**Available data:**
Start of Block

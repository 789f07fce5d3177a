//! # Database Pool Management
//!
//! Connection pool creation and configuration for SQLite.
//!
//! ## WAL Mode
//! SQLite WAL (Write-Ahead Logging) mode is enabled for:
//! - Better concurrent read performance
//! - Readers don't block writers, writers don't block readers
//! - Better crash recovery
//!
//! Each booking request is an independent unit of work; the pool lets
//! concurrent requests use separate connections while the single atomic
//! booking write serializes at the SQLite layer.

use sqlx::sqlite::{SqliteConnectOptions, SqliteJournalMode, SqlitePoolOptions, SqliteSynchronous};
use sqlx::SqlitePool;
use std::path::PathBuf;
use std::str::FromStr;
use std::time::Duration;
use tracing::{debug, info};

use crate::error::{DbError, DbResult};
use crate::migrations;
use crate::repository::booking::BookingRepository;
use crate::repository::catalog::CatalogRepository;

// =============================================================================
// Configuration
// =============================================================================

/// Database configuration.
///
/// ## Example
/// ```rust,ignore
/// let config = DbConfig::new("/path/to/encore.db")
///     .max_connections(5)
///     .min_connections(1);
/// ```
#[derive(Debug, Clone)]
pub struct DbConfig {
    /// Path to the SQLite database file.
    pub database_path: PathBuf,

    /// Maximum number of connections in the pool.
    pub max_connections: u32,

    /// Minimum number of connections to keep alive.
    pub min_connections: u32,

    /// Connection timeout duration.
    pub connect_timeout: Duration,

    /// Idle timeout before closing a connection.
    pub idle_timeout: Duration,

    /// Whether to run migrations on connect.
    pub run_migrations: bool,
}

impl DbConfig {
    /// Creates a new database configuration with the given path.
    /// The file will be created if it doesn't exist.
    pub fn new(path: impl Into<PathBuf>) -> Self {
        DbConfig {
            database_path: path.into(),
            max_connections: 5,
            min_connections: 1,
            connect_timeout: Duration::from_secs(30),
            idle_timeout: Duration::from_secs(600),
            run_migrations: true,
        }
    }

    /// Sets the maximum number of connections.
    pub fn max_connections(mut self, max: u32) -> Self {
        self.max_connections = max;
        self
    }

    /// Sets the minimum number of connections.
    pub fn min_connections(mut self, min: u32) -> Self {
        self.min_connections = min;
        self
    }

    /// Sets the connection timeout.
    pub fn connect_timeout(mut self, timeout: Duration) -> Self {
        self.connect_timeout = timeout;
        self
    }

    /// Sets whether to run migrations on connect.
    pub fn run_migrations(mut self, run: bool) -> Self {
        self.run_migrations = run;
        self
    }

    /// Creates an in-memory database configuration (for testing).
    ///
    /// ## Usage
    /// ```rust,ignore
    /// let config = DbConfig::in_memory();
    /// let db = Database::new(config).await?;
    /// // Database is isolated, perfect for tests
    /// ```
    pub fn in_memory() -> Self {
        DbConfig {
            database_path: PathBuf::from(":memory:"),
            max_connections: 1, // In-memory requires single connection
            min_connections: 1,
            connect_timeout: Duration::from_secs(5),
            idle_timeout: Duration::from_secs(60),
            run_migrations: true,
        }
    }
}

// =============================================================================
// Database
// =============================================================================

/// Main database handle providing repository access.
///
/// ## Usage
/// ```rust,ignore
/// let db = Database::new(DbConfig::new("./encore.db")).await?;
/// let item = db.catalog().get_by_id("uuid-here").await?;
/// let booking = db.bookings().get_by_id("uuid-here").await?;
/// ```
#[derive(Debug, Clone)]
pub struct Database {
    /// The SQLite connection pool.
    pool: SqlitePool,
}

impl Database {
    /// Creates a new database connection pool.
    ///
    /// ## What This Does
    /// 1. Creates the database file if it doesn't exist
    /// 2. Configures SQLite: WAL mode, NORMAL synchronous, foreign keys on
    /// 3. Creates the connection pool
    /// 4. Runs migrations (if enabled)
    pub async fn new(config: DbConfig) -> DbResult<Self> {
        info!(
            path = %config.database_path.display(),
            "Initializing database connection"
        );

        // sqlite://path creates file if not exists
        let connect_url = format!("sqlite://{}?mode=rwc", config.database_path.display());

        let connect_options = SqliteConnectOptions::from_str(&connect_url)
            .map_err(|e| DbError::ConnectionFailed(e.to_string()))?
            // WAL mode: readers don't block writers and vice versa
            .journal_mode(SqliteJournalMode::Wal)
            // NORMAL synchronous: safe from corruption, may lose the very
            // last transaction on a hard crash
            .synchronous(SqliteSynchronous::Normal)
            // SQLite ships with foreign keys disabled for compatibility
            .foreign_keys(true)
            .create_if_missing(true);

        debug!("Connection options configured");

        let pool = SqlitePoolOptions::new()
            .max_connections(config.max_connections)
            .min_connections(config.min_connections)
            .acquire_timeout(config.connect_timeout)
            .idle_timeout(Some(config.idle_timeout))
            .connect_with(connect_options)
            .await
            .map_err(|e| DbError::ConnectionFailed(e.to_string()))?;

        info!(
            max_connections = config.max_connections,
            "Database pool created"
        );

        let db = Database { pool };

        if config.run_migrations {
            db.run_migrations().await?;
        }

        Ok(db)
    }

    /// Runs database migrations. Idempotent; called automatically by
    /// [`Database::new`] unless disabled in the config.
    pub async fn run_migrations(&self) -> DbResult<()> {
        info!("Running database migrations");
        migrations::run_migrations(&self.pool).await?;
        info!("Migrations complete");
        Ok(())
    }

    /// Returns a reference to the connection pool.
    ///
    /// For advanced queries not covered by repositories.
    /// Prefer using repository methods when available.
    pub fn pool(&self) -> &SqlitePool {
        &self.pool
    }

    /// Returns the catalog repository.
    pub fn catalog(&self) -> CatalogRepository {
        CatalogRepository::new(self.pool.clone())
    }

    /// Returns the booking repository.
    pub fn bookings(&self) -> BookingRepository {
        BookingRepository::new(self.pool.clone())
    }

    /// Closes the database connection pool.
    ///
    /// After calling close, all repository operations will fail.
    pub async fn close(&self) {
        info!("Closing database connection pool");
        self.pool.close().await;
    }

    /// Checks if the database is healthy (can execute queries).
    pub async fn health_check(&self) -> bool {
        sqlx::query("SELECT 1").execute(&self.pool).await.is_ok()
    }
}

// =============================================================================
// Unit Tests
// =============================================================================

End of Block

**Assignment:**
The entries shown above must be restated word for word.

**Task answer:**
repository 789f07fce5d3177a
//! # Database Pool Management
//!
//! Connection pool creation and configuration for SQLite.
//!
//! ## WAL Mode
//! SQLite WAL (Write-Ahead Logging) mode is enabled for:
//! - Better concurrent read performance
//! - Readers don't block writers, writers don't block readers
//! - Better crash recovery
//!
//! Each booking request is an independent unit of work; the pool lets
//! concurrent requests use separate connections while the single atomic
//! booking write serializes at the SQLite layer.

use sqlx::sqlite::{SqliteConnectOptions, SqliteJournalMode, SqlitePoolOptions, SqliteSynchronous};
use sqlx::SqlitePool;
use std::path::PathBuf;
use std::str::FromStr;
use std::time::Duration;
use tracing::{debug, info};

use crate::error::{DbError, DbResult};
use crate::migrations;
use crate::repository::booking::BookingRepository;
use crate::repository::catalog::CatalogRepository;

// =============================================================================
// Configuration
// =============================================================================

/// Database configuration.
///
/// ## Example
/// ```rust,ignore
/// let config = DbConfig::new("/path/to/encore.db")
///     .max_connections(5)
///     .min_connections(1);
/// ```
#[derive(Debug, Clone)]
pub struct DbConfig {
    /// Path to the SQLite database file.
    pub database_path: PathBuf,

    /// Maximum number of connections in the pool.
    pub max_connections: u32,

    /// Minimum number of connections to keep alive.
    pub min_connections: u32,

    /// Connection timeout duration.
    pub connect_timeout: Duration,

    /// Idle timeout before closing a connection.
    pub idle_timeout: Duration,

    /// Whether to run migrations on connect.
    pub run_migrations: bool,
}

impl DbConfig {
    /// Creates a new database configuration with the given path.
    /// The file will be created if it doesn't exist.
    pub fn new(path: impl Into<PathBuf>) -> Self {
        DbConfig {
            database_path: path.into(),
            max_connections: 5,
            min_connections: 1,
            connect_timeout: Duration::from_secs(30),
            idle_timeout: Duration::from_secs(600),
            run_migrations: true,
        }
    }

    /// Sets the maximum number of connections.
    pub fn max_connections(mut self, max: u32) -> Self {
        self.max_connections = max;
        self
    }

    /// Sets the minimum number of connections.
    pub fn min_connections(mut self, min: u32) -> Self {
        self.min_connections = min;
        self
    }

    /// Sets the connection timeout.
    pub fn connect_timeout(mut self, timeout: Duration) -> Self {
        self.connect_timeout = timeout;
        self
    }

    /// Sets whether to run migrations on connect.
    pub fn run_migrations(mut self, run: bool) -> Self {
        self.run_migrations = run;
        self
    }

    /// Creates an in-memory database configuration (for testing).
    ///
    /// ## Usage
    /// ```rust,ignore
    /// let config = DbConfig::in_memory();
    /// let db = Database::new(config).await?;
    /// // Database is isolated, perfect for tests
    /// ```
    pub fn in_memory() -> Self {
        DbConfig {
            database_path: PathBuf::from(":memory:"),
            max_connections: 1, // In-memory requires single connection
            min_connections: 1,
            connect_timeout: Duration::from_secs(5),
            idle_timeout: Duration::from_secs(60),
            run_migrations: true,
        }
    }
}

// =============================================================================
// Database
// =============================================================================

/// Main database handle providing repository access.
///
/// ## Usage
/// ```rust,ignore
/// let db = Database::new(DbConfig::new("./encore.db")).await?;
/// let item = db.catalog().get_by_id("uuid-here").await?;
/// let booking = db.bookings().get_by_id("uuid-here").await?;
/// ```
#[derive(Debug, Clone)]
pub struct Database {
    /// The SQLite connection pool.
    pool: SqlitePool,
}

impl Database {
    /// Creates a new database connection pool.
    ///
    /// ## What This Does
    /// 1. Creates the database file if it doesn't exist
    /// 2. Configures SQLite: WAL mode, NORMAL synchronous, foreign keys on
    /// 3. Creates the connection pool
    /// 4. Runs migrations (if enabled)
    pub async fn new(config: DbConfig) -> DbResult<Self> {
        info!(
            path = %config.database_path.display(),
            "Initializing database connection"
        );

        // sqlite://path creates file if not exists
        let connect_url = format!("sqlite://{}?mode=rwc", config.database_path.display());

        let connect_options = SqliteConnectOptions::from_str(&connect_url)
            .map_err(|e| DbError::ConnectionFailed(e.to_string()))?
            // WAL mode: readers don't block writers and vice versa
            .journal_mode(SqliteJournalMode::Wal)
            // NORMAL synchronous: safe from corruption, may lose the very
            // last transaction on a hard crash
            .synchronous(SqliteSynchronous::Normal)
            // SQLite ships with foreign keys disabled for compatibility
            .foreign_keys(true)
            .create_if_missing(true);

        debug!("Connection options configured");

        let pool = SqlitePoolOptions::new()
            .max_connections(config.max_connections)
            .min_connections(config.min_connections)
            .acquire_timeout(config.connect_timeout)
            .idle_timeout(Some(config.idle_timeout))
            .connect_with(connect_options)
            .await
            .map_err(|e| DbError::ConnectionFailed(e.to_string()))?;

        info!(
            max_connections = config.max_connections,
            "Database pool created"
        );

        let db = Database { pool };

        if config.run_migrations {
            db.run_migrations().await?;
        }

        Ok(db)
    }

    /// Runs database migrations. Idempotent; called automatically by
    /// [`Database::new`] unless disabled in the config.
    pub async fn run_migrations(&self) -> DbResult<()> {
        info!("Running database migrations");
        migrations::run_migrations(&self.pool).await?;
        info!("Migrations complete");
        Ok(())
    }

    /// Returns a reference to the connection pool.
    ///
    /// For advanced queries not covered by repositories.
    /// Prefer using repository methods when available.
    pub fn pool(&self) -> &SqlitePool {
        &self.pool
    }

    /// Returns the catalog repository.
    pub fn catalog(&self) -> CatalogRepository {
        CatalogRepository::new(self.pool.clone())
    }

    /// Returns the booking repository.
    pub fn bookings(&self) -> BookingRepository {
        BookingRepository::new(self.pool.clone())
    }

    /// Closes the database connection pool.
    ///
    /// After calling close, all repository operations will fail.
    pub async fn close(&self) {
        info!("Closing database connection pool");
        self.pool.close().await;
    }

    /// Checks if the database is healthy (can execute queries).
    pub async fn health_check(&self) -> bool {
        sqlx::query("SELECT 1").execute(&self.pool).await.is_ok()
    }
}

// =============================================================================
// Unit Tests
// =============================================================================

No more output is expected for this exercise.